REQUIRED WORK: Scanning the entries below, copy every line that contains the word "serde".

(Collected data entries)

========

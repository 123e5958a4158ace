//! Market cap, shares outstanding, and industry classification. All three
//! are cached for the life of the run.

use crate::core::HttpClient;
use regex::Regex;
use scraper::{Html, Selector};
use serde::Deserialize;
use std::collections::HashMap;
use std::sync::OnceLock;
use tokio::sync::Mutex;
use tracing::warn;
use url::Url;

pub struct ReferenceData {
    http: HttpClient,
    api_token: Option<String>,
    market_cap: Mutex<Option<HashMap<String, f64>>>,
    shares_outstanding: Mutex<Option<HashMap<String, f64>>>,
    industry: Mutex<Option<HashMap<String, String>>>,
}

impl ReferenceData {
    pub fn new(http: HttpClient, api_token: Option<String>) -> Self {
        Self {
            http,
            api_token,
            market_cap: Mutex::new(None),
            shares_outstanding: Mutex::new(None),
            industry: Mutex::new(None),
        }
    }

    /// Market cap in hundred-millions (10^8) of TWD, latest date only.
    /// `None` (empty cache) signals callers to fall back to the
    /// traded-value proxy rather than drop the row.
    pub async fn market_cap(&self, id: &str) -> Option<f64> {
        self.load_market_cap().await;
        self.market_cap.lock().await.as_ref()?.get(id).copied()
    }

    pub async fn has_market_cap_data(&self) -> bool {
        self.load_market_cap().await;
        self.market_cap.lock().await.as_ref().is_some_and(|m| !m.is_empty())
    }

    pub async fn shares_outstanding(&self, id: &str) -> Option<f64> {
        self.load_shares_outstanding().await;
        self.shares_outstanding.lock().await.as_ref()?.get(id).copied()
    }

    pub async fn industry(&self, id: &str) -> String {
        self.load_industry().await;
        self.industry
            .lock()
            .await
            .as_ref()
            .and_then(|m| m.get(id).cloned())
            .unwrap_or_else(|| "UNCLASSIFIED".to_string())
    }

    async fn load_market_cap(&self) {
        let mut guard = self.market_cap.lock().await;
        if guard.is_some() {
            return;
        }
        let mut query = vec![("dataset".to_string(), "TaiwanStockMarketValue".to_string())];
        if let Some(token) = &self.api_token {
            query.push(("token".to_string(), token.clone()));
        }
        let map = match Url::parse_with_params("https://api.finmindtrade.com/api/v4/data", &query) {
            Ok(url) => match self.http.get_json::<FinMindValueResponse>(url).await {
                Ok(resp) => latest_by_id(resp.data, |r| (r.stock_id, r.market_value / 100_000_000.0)),
                Err(e) => {
                    warn!(error = %e, "market cap fetch failed");
                    HashMap::new()
                }
            },
            Err(_) => HashMap::new(),
        };
        *guard = Some(map);
    }

    async fn load_shares_outstanding(&self) {
        let mut guard = self.shares_outstanding.lock().await;
        if guard.is_some() {
            return;
        }
        let mut query = vec![("dataset".to_string(), "TaiwanStockShareholding".to_string())];
        if let Some(token) = &self.api_token {
            query.push(("token".to_string(), token.clone()));
        }
        let map = match Url::parse_with_params("https://api.finmindtrade.com/api/v4/data", &query) {
            Ok(url) => match self.http.get_json::<FinMindSharesResponse>(url).await {
                Ok(resp) => latest_by_id(resp.data, |r| (r.stock_id, r.number_of_shares_issued)),
                Err(e) => {
                    warn!(error = %e, "shares outstanding fetch failed");
                    HashMap::new()
                }
            },
            Err(_) => HashMap::new(),
        };
        *guard = Some(map);
    }

    async fn load_industry(&self) {
        let mut guard = self.industry.lock().await;
        if guard.is_some() {
            return;
        }
        let mut map = HashMap::new();
        for mode in [2, 4] {
            if let Ok(url) = Url::parse_with_params(
                "https://isin.twse.com.tw/isin/C_public.jsp",
                &[("strMode", mode.to_string())],
            ) {
                match self.http.get_bytes(url).await {
                    Ok(bytes) => {
                        let (text, _, _) = encoding_rs::BIG5.decode(&bytes);
                        parse_industry_page(&text, &mut map);
                    }
                    Err(e) => warn!(error = %e, mode, "industry page fetch failed"),
                }
            }
        }
        *guard = Some(map);
    }
}

fn latest_by_id<T, F>(rows: Vec<T>, extract: F) -> HashMap<String, f64>
where
    T: HasDate,
    F: Fn(T) -> (String, f64),
{
    let latest_date = rows.iter().map(HasDate::date).max();
    let Some(latest_date) = latest_date else {
        return HashMap::new();
    };
    rows.into_iter()
        .filter(|r| r.date() == latest_date)
        .map(extract)
        .collect()
}

trait HasDate {
    fn date(&self) -> &str;
}

#[derive(Debug, Deserialize)]
struct FinMindValueResponse {
    #[serde(default)]
    data: Vec<FinMindValueRow>,
}

#[derive(Debug, Deserialize, Clone)]
struct FinMindValueRow {
    date: String,
    stock_id: String,
    market_value: f64,
}

impl HasDate for FinMindValueRow {
    fn date(&self) -> &str {
        &self.date
    }
}

#[derive(Debug, Deserialize)]
struct FinMindSharesResponse {
    #[serde(default)]
    data: Vec<FinMindSharesRow>,
}

#[derive(Debug, Deserialize, Clone)]
struct FinMindSharesRow {
    date: String,
    stock_id: String,
    #[serde(rename = "NumberOfSharesIssued")]
    number_of_shares_issued: f64,
}

impl HasDate for FinMindSharesRow {
    fn date(&self) -> &str {
        &self.date
    }
}

fn id_regex() -> &'static Regex {
    static RE: OnceLock<Regex> = OnceLock::new();
    RE.get_or_init(|| Regex::new(r"^(\d{4})\s").expect("valid regex"))
}

/// Registry page rows have a 4-digit id + name in the first cell and the
/// industry label in the fifth; everything else is ignored.
fn parse_industry_page(html: &str, out: &mut HashMap<String, String>) {
    let document = Html::parse_document(html);
    let row_sel = Selector::parse("tr").expect("valid selector");
    let cell_sel = Selector::parse("td").expect("valid selector");

    for row in document.select(&row_sel) {
        let cells: Vec<String> = row
            .select(&cell_sel)
            .map(|c| c.text().collect::<String>().trim().to_string())
            .collect();
        if cells.len() < 5 {
            continue;
        }
        let Some(caps) = id_regex().captures(&cells[0]) else {
            continue;
        };
        let industry = cells[4].clone();
        if industry.is_empty() {
            continue;
        }
        out.insert(caps[1].to_string(), industry);
    }
}

#[cfg(test)]
mod tests {
    use super::*;

    #[test]
    fn parses_industry_rows_by_code_and_fifth_cell() {
        let html = r"
            <table>
              <tr><td>1101　台泥</td><td>x</td><td>x</td><td>x</td><td>水泥工業</td></tr>
              <tr><td>header only</td></tr>
            </table>
        ";
        let mut map = HashMap::new();
        parse_industry_page(html, &mut map);
        assert_eq!(map.get("1101").map(String::as_str), Some("水泥工業"));
        assert_eq!(map.len(), 1);
    }

    #[test]
    fn latest_by_id_keeps_only_the_max_date() {
        let rows = vec![
            FinMindValueRow { date: "2024-01-01".into(), stock_id: "1101".into(), market_value: 1.0 },
            FinMindValueRow { date: "2024-01-02".into(), stock_id: "1101".into(), market_value: 2.0 },
        ];
        let map = latest_by_id(rows, |r| (r.stock_id, r.market_value));
        assert_eq!(map.get("1101"), Some(&2.0));
    }
}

========

RESULT OF THE TASK:
use serde::Deserialize;
    #[serde(default)]
    #[serde(default)]
    #[serde(rename = "NumberOfSharesIssued")]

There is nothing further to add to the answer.